During the Q&A segment, Ai Weiwei’s call to arms reminded all present that each person can do something to help others and no one is truly as powerless as they think they are against affecting change in the lives of others less fortunate.
Stranger in Paradise was by contrast, a complete antithesis of Human Flow. The film’s guilelessly cruel take on the plight of refugees and asylum seekers is bigotry personified.
“We don’t want you here, go back and rebuild your country”. These words were repeated ad infinitum to the asylum seekers who are at first made to think that they stand a chance of being processed so they can stay and work in the Netherlands. The protagonist then proceeds to ruthlessly destroy all hope by telling them that his father lived through WWII and did not flee his country but instead, chose to stay and rebuild his country. He implies that all the asylum seekers should do the same. The white man’s land has no place for the foolish, uneducated and lazy, black or Asian migrant or asylum seeker. This was a naïve, racist and Machiavellian documentary. It was irresponsible to have shown such a film at this festival.

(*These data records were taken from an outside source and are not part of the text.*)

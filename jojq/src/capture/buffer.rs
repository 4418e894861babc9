use std::collections::VecDeque;

use parking_lot::Mutex;
use tracing::info;

use super::record::CaptureRecord;

/// Bounded FIFO of capture records. Ordinals are a presentation concept,
/// not a stored identity: the record at the head of the buffer is always
/// ordinal 1, regardless of how many records have been evicted before it.
/// Eviction drops the oldest record once the configured maximum is exceeded.
pub struct CaptureBuffer {
    records: Mutex<VecDeque<CaptureRecord>>,
    max_len: usize,
}

impl CaptureBuffer {
    pub fn new(max_len: usize) -> Self {
        CaptureBuffer {
            records: Mutex::new(VecDeque::with_capacity(max_len.min(1024))),
            max_len: max_len.max(1),
        }
    }

    /// Appends at the tail, evicting the head if the buffer is now over
    /// capacity. Returns the record's dense ordinal at insertion time.
    pub fn append(&self, record: CaptureRecord) -> u64 {
        let mut records = self.records.lock();
        records.push_back(record);
        if records.len() > self.max_len {
            records.pop_front();
            info!(max = self.max_len, "capture buffer evicted oldest record");
        }
        records.len() as u64
    }

    /// Looks up by dense, 1-based position: ordinal 1 is always the
    /// oldest record currently held, regardless of past evictions.
    pub fn get(&self, ordinal: u64) -> Option<CaptureRecord> {
        let index = ordinal.checked_sub(1)?;
        let records = self.records.lock();
        let mut record = records.get(usize::try_from(index).ok()?)?.clone();
        record.ordinal = ordinal;
        Some(record)
    }

    /// Returns every currently-held record with ordinals renumbered
    /// densely from 1, for console listing and bulk export.
    pub fn list(&self) -> Vec<CaptureRecord> {
        self.records
            .lock()
            .iter()
            .enumerate()
            .map(|(i, r)| {
                let mut r = r.clone();
                r.ordinal = i as u64 + 1;
                r
            })
            .collect()
    }

    pub fn clear(&self) {
        self.records.lock().clear();
    }

    pub fn len(&self) -> usize {
        self.records.lock().len()
    }

    pub fn is_empty(&self) -> bool {
        self.len() == 0
    }
}

#[cfg(test)]
mod tests {
    use super::*;
    use crate::capture::record::{CapturedRequest, CapturedResponse};
    use serde_json::Value;
    use std::collections::BTreeMap;

    fn dummy_record() -> CaptureRecord {
        CaptureRecord {
            ordinal: 0,
            timestamp: time::OffsetDateTime::UNIX_EPOCH,
            request: CapturedRequest {
                url: "http://upstream.test/data".into(),
                method: "GET".into(),
                headers: BTreeMap::new(),
                body: Value::Null,
            },
            response: CapturedResponse {
                status_code: 200,
                headers: BTreeMap::new(),
                body: serde_json::json!({"x": 1}),
            },
        }
    }

    #[test]
    fn ordinals_start_at_one_and_grow_with_the_buffer() {
        let buf = CaptureBuffer::new(100);
        let a = buf.append(dummy_record());
        let b = buf.append(dummy_record());
        let c = buf.append(dummy_record());
        assert_eq!((a, b, c), (1, 2, 3));
    }

    #[test]
    fn buffer_never_exceeds_max_len() {
        let buf = CaptureBuffer::new(100);
        for _ in 0..150 {
            buf.append(dummy_record());
        }
        assert_eq!(buf.len(), 100);
    }

    #[test]
    fn ordinals_stay_dense_after_eviction() {
        let buf = CaptureBuffer::new(100);
        for _ in 0..150 {
            buf.append(dummy_record());
        }
        let remaining: Vec<u64> = buf.list().iter().map(|r| r.ordinal).collect();
        assert_eq!(remaining, (1..=100).collect::<Vec<u64>>());
    }

    #[test]
    fn get_tracks_list_after_eviction() {
        let buf = CaptureBuffer::new(100);
        for _ in 0..150 {
            buf.append(dummy_record());
        }
        assert!(buf.get(1).is_some());
        assert!(buf.get(100).is_some());
        assert!(buf.get(101).is_none());
    }

    #[test]
    fn clear_empties_buffer() {
        let buf = CaptureBuffer::new(10);
        buf.append(dummy_record());
        buf.clear();
        assert!(buf.is_empty());
    }

    #[test]
    fn get_returns_none_out_of_range() {
        let buf = CaptureBuffer::new(10);
        buf.append(dummy_record());
        assert!(buf.get(999).is_none());
        assert!(buf.get(0).is_none());
    }
}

All is not lost as hope springs eternal in Silas, a film which followed the Liberian activist Silas, in his struggles over a period of more than two years to re-establish land rights for the rural indigenes in his home country. His activism is a militant campaign requiring the coordinated efforts of a group of environmental campaigners dedicated to documenting every violation before taking the issue to the court or writing letters to the government.
The battle is no small one. First, they were up against a post-war leadership then President Ellen Johnson Sirleaf was elected. In the documentary, she was not painted in a positive light. The activist accuses her family of nepotism and corruption with claims that through cronyism, her relatives outsourced contracts whereby mega corporations like EPO were able to raze down huge hectares of virgin and primary forests belonging to indigenous communities even though national laws prohibit such activities.

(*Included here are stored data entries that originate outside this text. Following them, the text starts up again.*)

use std::sync::Arc;

use bytes::BytesMut;
use http::Version;
use jojq_core::conn::{Inbound, Outbound};
use jojq_core::http::RequestHeader;
use jojq_core::stream::Stream;
use rustls::client::danger::{HandshakeSignatureValid, ServerCertVerified, ServerCertVerifier};
use rustls::pki_types::{CertificateDer, ServerName};
use rustls::server::{ClientHello, ResolvesServerCert};
use rustls::sign::CertifiedKey;
use rustls::{ClientConfig, DigitallySignedStruct, Error as TlsError, ServerConfig, SignatureScheme};
use tokio::io::AsyncWriteExt;
use tokio::net::TcpStream;
use tokio_rustls::{TlsAcceptor, TlsConnector};
use tracing::warn;

use super::headers::{headers_to_map, is_hop_by_hop, resolve_target};
use crate::ca::CaManager;
use crate::capture::{try_capture, RequestMeta, ResponseMeta};
use crate::context::ProxyContext;
use crate::error::{ProxyError, ProxyResult};

const CONNECTION_ESTABLISHED: &[u8] = b"HTTP/1.1 200 Connection Established\r\n\r\n";

/// Resolves a leaf certificate by the client's SNI hostname, minting one
/// through the CA manager on first use. Falls back to the `CONNECT`
/// target when the client TLS handshake carries no SNI.
struct SniResolver {
    ca: Arc<CaManager>,
    fallback_host: String,
}

impl ResolvesServerCert for SniResolver {
    fn resolve(&self, client_hello: ClientHello<'_>) -> Option<Arc<CertifiedKey>> {
        let host = client_hello
            .server_name()
            .map(|s| s.to_string())
            .unwrap_or_else(|| self.fallback_host.clone());

        let leaf = match self.ca.leaf_for(&host) {
            Ok(leaf) => leaf,
            Err(e) => {
                warn!(host = %host, error = %e, "leaf mint failed during handshake");
                return None;
            }
        };

        let signing_key = rustls::crypto::ring::sign::any_supported_type(&leaf.key).ok()?;
        Some(Arc::new(CertifiedKey::new(leaf.chain.clone(), signing_key)))
    }
}

#[derive(Debug)]
struct NoVerify;

impl ServerCertVerifier for NoVerify {
    fn verify_server_cert(
        &self,
        _end_entity: &CertificateDer<'_>,
        _intermediates: &[CertificateDer<'_>],
        _server_name: &ServerName<'_>,
        _ocsp_response: &[u8],
        _now: rustls::pki_types::UnixTime,
    ) -> Result<ServerCertVerified, TlsError> {
        Ok(ServerCertVerified::assertion())
    }

    fn verify_tls12_signature(
        &self,
        message: &[u8],
        cert: &CertificateDer<'_>,
        dss: &DigitallySignedStruct,
    ) -> Result<HandshakeSignatureValid, TlsError> {
        rustls::crypto::verify_tls12_signature(
            message,
            cert,
            dss,
            &rustls::crypto::ring::default_provider().signature_verification_algorithms,
        )
    }

    fn verify_tls13_signature(
        &self,
        message: &[u8],
        cert: &CertificateDer<'_>,
        dss: &DigitallySignedStruct,
    ) -> Result<HandshakeSignatureValid, TlsError> {
        rustls::crypto::verify_tls13_signature(
            message,
            cert,
            dss,
            &rustls::crypto::ring::default_provider().signature_verification_algorithms,
        )
    }

    fn supported_verify_schemes(&self) -> Vec<SignatureScheme> {
        rustls::crypto::ring::default_provider()
            .signature_verification_algorithms
            .supported_schemes()
    }
}

fn insecure_client_config() -> Arc<ClientConfig> {
    let mut config = ClientConfig::builder()
        .dangerous()
        .with_custom_certificate_verifier(Arc::new(NoVerify))
        .with_no_client_auth();
    config.alpn_protocols = vec![b"http/1.1".to_vec()];
    Arc::new(config)
}

/// Terminates TLS with the client, SNI-selecting a freshly minted leaf,
/// then parses the decrypted byte stream as HTTP/1.1, forwarding each
/// request over its own fresh upstream TLS connection (verification
/// disabled) and running the capture pipeline on JSON responses.
pub async fn handle(mut stream: Stream, connect_host: String, connect_port: u16, ctx: Arc<ProxyContext>) {
    let ca = match &ctx.ca {
        Some(ca) => ca.clone(),
        None => {
            warn!("MITM requested but CA manager is not configured");
            return;
        }
    };

    if let Err(e) = stream.write_all(CONNECTION_ESTABLISHED).await {
        warn!(host = %connect_host, error = %e, "failed writing 200 Connection Established");
        return;
    }
    if let Err(e) = stream.flush().await {
        warn!(host = %connect_host, error = %e, "failed flushing 200 Connection Established");
        return;
    }

    let resolver = Arc::new(SniResolver {
        ca: ca.clone(),
        fallback_host: connect_host.clone(),
    });
    let server_config = Arc::new(
        ServerConfig::builder()
            .with_no_client_auth()
            .with_cert_resolver(resolver),
    );
    let acceptor = TlsAcceptor::from(server_config);

    let tls_stream = match acceptor.accept(stream).await {
        Ok(s) => s,
        Err(e) => {
            let err = ProxyError::ClientTls(e.to_string());
            warn!(host = %connect_host, error = %err, "client TLS handshake failed");
            return;
        }
    };

    let mut inbound = Inbound::new(Stream::new(tls_stream));
    let client_config = insecure_client_config();

    loop {
        match inbound.read_request().await {
            Ok(true) => {}
            Ok(false) => return,
            Err(e) => {
                warn!(host = %connect_host, error = %e, "failed reading MITM'd request");
                return;
            }
        }

        if let Err(e) = handle_one(
            &mut inbound,
            &ctx,
            &connect_host,
            connect_port,
            client_config.clone(),
        )
        .await
        {
            warn!(host = %connect_host, error = %e, "MITM request failed");
            let _ = inbound
                .write_plain_response(502, "Bad Gateway", "Bad Gateway")
                .await;
            return;
        }
    }
}

async fn handle_one(
    inbound: &mut Inbound,
    ctx: &ProxyContext,
    connect_host: &str,
    connect_port: u16,
    client_config: Arc<ClientConfig>,
) -> ProxyResult<()> {
    let req = inbound.get_request_header().clone();
    let (host, port, origin_path) =
        resolve_target(&req, connect_port).unwrap_or_else(|| (connect_host.to_string(), connect_port, "/".to_string()));

    let tcp = tokio::time::timeout(ctx.config.connect_timeout(), TcpStream::connect((host.as_str(), port)))
        .await
        .map_err(|_| ProxyError::UpstreamConnect(tokio::io::Error::new(tokio::io::ErrorKind::TimedOut, "connect timed out")))?
        .map_err(ProxyError::UpstreamConnect)?;
    tcp.set_nodelay(true).ok();

    let server_name = ServerName::try_from(host.clone())
        .map_err(|_| ProxyError::UpstreamTls("invalid server name".to_string()))?;
    let connector = TlsConnector::from(client_config);
    let upstream_tls = connector
        .connect(server_name, tcp)
        .await
        .map_err(|e| ProxyError::UpstreamTls(e.to_string()))?;

    let mut outbound = Outbound::new(Stream::new(upstream_tls));
    let forwarded = build_forwarded_request(&req, &origin_path, &host, port);
    outbound.write_request_header(&forwarded).await?;

    let mut request_body = BytesMut::new();
    loop {
        match inbound.read_request_body().await? {
            Some(chunk) => {
                if request_body.len() < ctx.config.max_body_bytes {
                    request_body.extend_from_slice(&chunk);
                }
                outbound.write_request_body(&chunk).await?;
            }
            None => break,
        }
        if inbound.is_request_body_finished() {
            break;
        }
    }
    outbound.finish_request_body().await?;

    tokio::time::timeout(ctx.config.read_timeout(), outbound.read_response())
        .await
        .map_err(|_| ProxyError::ResponseParse(tokio::io::Error::new(tokio::io::ErrorKind::TimedOut, "upstream read timed out")))?
        .map_err(ProxyError::ResponseParse)?;

    let response_header = outbound.get_response_header().clone();
    inbound.write_response_header(&response_header).await?;

    let mut response_body = BytesMut::new();
    loop {
        let chunk = tokio::time::timeout(ctx.config.read_timeout(), outbound.read_response_body())
            .await
            .map_err(|_| tokio::io::Error::new(tokio::io::ErrorKind::TimedOut, "upstream read timed out"))??;
        match chunk {
            Some(bytes) => {
                if response_body.len() < ctx.config.max_body_bytes {
                    response_body.extend_from_slice(&bytes);
                }
                inbound.write_response_body(&bytes).await?;
            }
            None => break,
        }
        if outbound.is_response_body_finished() {
            break;
        }
    }
    inbound.finish_response_body().await?;

    let url = format!("https://{host}{}", if port == 443 { String::new() } else { format!(":{port}") }) + &origin_path;
    let req_meta = RequestMeta {
        url,
        method: req.get_method().to_string(),
        headers: headers_to_map(&req.metadata.headers),
        body: request_body.freeze(),
    };
    let resp_meta = ResponseMeta {
        status_code: response_header.get_raw_status_code(),
        headers: headers_to_map(response_header.headers()),
    };

    if let Some(record) = try_capture(req_meta, resp_meta, &response_body.freeze(), ctx.config.max_body_bytes).await {
        let ordinal = ctx.captures.append(record);
        tracing::info!(ordinal, host = %host, status = response_header.get_raw_status_code(), "capture recorded");
    }

    Ok(())
}

fn build_forwarded_request(req: &RequestHeader, origin_path: &str, host: &str, port: u16) -> RequestHeader {
    let mut forwarded = RequestHeader::build(
        req.get_method().clone(),
        origin_path,
        Version::HTTP_11,
        Some(req.metadata.headers.len()),
    );

    for (name, value) in req.metadata.headers.iter() {
        if is_hop_by_hop(name.as_str()) {
            continue;
        }
        forwarded.append_header(name.clone(), value.clone());
    }

    if forwarded.get_header(http::header::HOST).is_none() {
        let host_value = if port == 443 {
            host.to_string()
        } else {
            format!("{host}:{port}")
        };
        forwarded.insert_header(http::header::HOST, host_value.as_str());
    }
    forwarded.insert_header(http::header::CONNECTION, "close");

    forwarded
}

Silas has consistently held his government to account, which is a bold and dangerous endeavour in some African nations. In some African Nations, this could lead to the death or silencing of a human rights defender – for the unwanted opposition to the government. Yet, this sort of accountability is needed if we are ever to progress and defend the rights of one and all people who share the same resources we each need to survive.
Chiamanda Ngozie Adiche
On the penultimate day of the festival, Chiamanda Ngozie Adiche talked about her non-fiction book, Dear Ijeawele. After a vocal interpretation of each of the chapters in fifteen languages - which brought to life the advice given in her book, she was questioned about her experiences as a writer and her role as a feminist. The audience eagerly seized the microphone to proffer their adulation and to ask questions about how she saw the future for women.
This year’s festival offered a fresh insight into some of the critical issues facing the world today.

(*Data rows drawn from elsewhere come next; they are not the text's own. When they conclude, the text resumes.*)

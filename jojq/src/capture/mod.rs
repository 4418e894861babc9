pub mod buffer;
pub mod pipeline;
pub mod record;

pub use buffer::CaptureBuffer;
pub use pipeline::{try_capture, RequestMeta, ResponseMeta, MAX_BODY_BYTES};
pub use record::CaptureRecord;
use bytes::Bytes;

/// A (start, end) slice into a shared buffer. Used to avoid copying header
/// bytes out of the read buffer until the caller actually needs an owned
/// value.
#[derive(Clone, PartialEq, Eq, Debug)]
pub struct Offset(pub usize, pub usize);

impl Offset {
    pub fn new(start: usize, len: usize) -> Self {
        Offset(start, start + len)
    }

    pub fn get<'a>(&self, buf: &'a [u8]) -> &'a [u8] {
        &buf[self.0..self.1]
    }

    pub fn get_bytes(&self, buf: &Bytes) -> Bytes {
        buf.slice(self.0..self.1)
    }

    pub fn len(&self) -> usize {
        self.1 - self.0
    }

    pub fn is_empty(&self) -> bool {
        self.1 == self.0
    }
}

/// Header name/value offset pair into the raw request or response buffer.
#[derive(Clone)]
pub struct KVOffset {
    key: Offset,
    value: Offset,
}

impl KVOffset {
    pub fn new(key_start: usize, key_len: usize, value_start: usize, value_len: usize) -> Self {
        KVOffset {
            key: Offset(key_start, key_start + key_len),
            value: Offset(value_start, value_start + value_len),
        }
    }

    pub fn get_key<'a>(&self, buf: &'a [u8]) -> &'a [u8] {
        self.key.get(buf)
    }

    pub fn get_value<'a>(&self, buf: &'a [u8]) -> &'a [u8] {
        self.value.get(buf)
    }

    pub fn get_key_bytes(&self, buf: &Bytes) -> Bytes {
        self.key.get_bytes(buf)
    }

    pub fn get_value_bytes(&self, buf: &Bytes) -> Bytes {
        self.value.get_bytes(buf)
    }

    pub fn value(&self) -> &Offset {
        &self.value
    }
}
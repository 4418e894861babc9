use bytes::Bytes;
use http::header;
use http::HeaderName;

/// Preserves the wire casing of a header name so responses tee'd back to
/// the client look byte-identical to what upstream actually sent.
#[derive(Debug, Clone)]
pub struct CaseHeaderName(Bytes);

pub type CaseMap = http::HeaderMap<CaseHeaderName>;

impl CaseHeaderName {
    pub fn new(name: String) -> Self {
        CaseHeaderName(name.into())
    }

    pub fn as_slice(&self) -> &[u8] {
        &self.0
    }

    pub fn from_slice(buf: &[u8]) -> Self {
        CaseHeaderName(Bytes::copy_from_slice(buf))
    }
}

/// A trait that converts into case-sensitive header names.
pub trait IntoCaseHeaderName {
    fn into_case_header_name(self) -> CaseHeaderName;
}

impl IntoCaseHeaderName for CaseHeaderName {
    fn into_case_header_name(self) -> CaseHeaderName {
        self
    }
}

impl IntoCaseHeaderName for String {
    fn into_case_header_name(self) -> CaseHeaderName {
        CaseHeaderName(self.into())
    }
}

impl IntoCaseHeaderName for &'static str {
    fn into_case_header_name(self) -> CaseHeaderName {
        CaseHeaderName(self.into())
    }
}

impl IntoCaseHeaderName for HeaderName {
    fn into_case_header_name(self) -> CaseHeaderName {
        CaseHeaderName(titled_header_name(&self))
    }
}

impl IntoCaseHeaderName for &HeaderName {
    fn into_case_header_name(self) -> CaseHeaderName {
        CaseHeaderName(titled_header_name(self))
    }
}

impl IntoCaseHeaderName for Bytes {
    fn into_case_header_name(self) -> CaseHeaderName {
        CaseHeaderName(self)
    }
}

fn titled_header_name(header_name: &HeaderName) -> Bytes {
    titled_header_name_str(header_name).map_or_else(
        || Bytes::copy_from_slice(header_name.as_str().as_bytes()),
        |s| Bytes::from_static(s.as_bytes()),
    )
}

pub fn titled_header_name_str(header_name: &HeaderName) -> Option<&'static str> {
    Some(match *header_name {
        header::AGE => "Age",
        header::CACHE_CONTROL => "Cache-Control",
        header::CONNECTION => "Connection",
        header::CONTENT_TYPE => "Content-Type",
        header::CONTENT_ENCODING => "Content-Encoding",
        header::CONTENT_LENGTH => "Content-Length",
        header::DATE => "Date",
        header::TRANSFER_ENCODING => "Transfer-Encoding",
        header::HOST => "Host",
        header::SERVER => "Server",
        header::SET_COOKIE => "Set-Cookie",
        // TODO: add more const header here to parse more
        _ => {
            return None;
        }
    })
}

Spread over much of the city and beyond, this 16th edition of the FIFDH festival worked hard to be inclusive, but at the same time, it was quite exclusive. The discussion on migrants or migration was sometimes immersive with a possibility of visiting the migrant detention centres, or debate about the films with experts and filmmakers. However, some complained that tickets for many of the events were impossible to buy or over-subscribed.
A strong thread running through the festival was preserving human survival.
Paraphrasing the retired Syrian astronaut in Human Flow, “…from outer space, it is clear we only have this one planet to share together. The wicked leaders and people who do not wish to do so should be dumped in outer space.”